Pouco antes de minha ordenação presbiteral, já percebia que o côn. Chicão sinalizava pioras na sua saúde, e muitas vezes nem entendia mais sua grafia para as digitações. O que, depois, culminou na saída como professor do Cearp e na perda total de sua visão, anos depois. Certa vez, arrisquei-me e disse: “Pe. Chicão, se um dia o sr. morrer sem terminar a pesquisa dos padres, pode deixar que eu assumo a promessa que o sr. fez a dom Miele!”. E ele escutou sem reclamar, acolhendo em um profundo silêncio.
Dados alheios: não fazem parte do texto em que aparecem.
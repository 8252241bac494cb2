//! Runner error types.

use std::io;
use thiserror::Error;

/// Failure of a single sub-task transfer. Reported to the delegate, never retried.
#[derive(Debug, Clone, PartialEq, Eq, Error)]
pub enum TransferError {
    /// The transfer finished without producing any data.
    #[error("transfer returned no data")]
    NoData,
    /// The run was cancelled while the transfer was in progress.
    #[error("transfer cancelled")]
    Cancelled,
    /// Local or remote I/O failed.
    #[error("i/o: {0}")]
    Io(String),
    /// Any other failure reported by the sub-task operation.
    #[error("{0}")]
    Failed(String),
}

impl From<io::Error> for TransferError {
    fn from(e: io::Error) -> Self {
        TransferError::Io(e.to_string())
    }
}

/// Misuse of the runner itself (never produced by a job).
#[derive(Debug, Error)]
pub enum RunnerError {
    /// `submit` was called while the previous run is still in flight.
    #[error("a run is already in flight; wait for it before submitting again")]
    RunInFlight,
    /// A concurrency limit of zero can never start a job.
    #[error("concurrency limit must be at least 1")]
    InvalidConcurrency,
    /// The run's driver task panicked or was aborted.
    #[error("run task join: {0}")]
    Join(#[from] tokio::task::JoinError),
}

/// A job whose media kind the runner cannot download. Logged, then counted complete.
#[derive(Debug, Clone, Error)]
#[error("unrecognized media kind for asset {asset_id}")]
pub(crate) struct UnrecognizedJobKind {
    pub(crate) asset_id: String,
}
Côn. Chicão faleceu no ano de 2016 e eu, por muitos anos, deixei guardado todos os originais e digitados. Segui meu ministério e pouco recordava da promessa que tinha feito. Desde a pandemia do Covid-19, reencontrei os papéis que guardei com tanto cuidado e retomei a pesquisa. O caminho agora é revisitar as paróquias que pertencem e pertenceram à arquidiocese, aprofundar as pesquisas nos Arquivos Diocesanos e Metropolitanos de vários Estados do Brasil, reencontrar memórias e pessoas de boa vontade que ajudem a retomar a trajetória de homens que deram suas vidas à nossa Igreja Local e na aquisição de patrimônios, na formação de bons cristãos e nos vários sacramentos e bênçãos dispensadas nos últimos séculos.

Desde Mogi-Guaçu, na primeira metade do século XVIII, até a paróquia São Mateus, última ereção canônica dada por dom Moacir em 2018, são mais de 600 padres seculares que por aqui passaram e 300 anos de história. Alguns aqui pastorearam com muitas dificuldades, mas nunca faltando a fé. São padres que morreram em epidemias, padres presos, padres assassinados, padres que atravessaram o oceano, padres que abandonaram o ministério, padres que morreram santamente após longos anos de trabalho pastoral. Quantas famílias ofereceram seus jovens filhos para a nossa arquidiocese…

Queira Deus que, num próximo Jubileu, consigamos publicar aquilo que, despretensiosamente, dom Miele pediu ao jovem sacerdote, na intenção de que a história pudesse se manter como chama acesa nos nossos corações. Que este Ano Vocacional também proporcione um incentivo para as santas vocações sacerdotais, religiosas e laicais.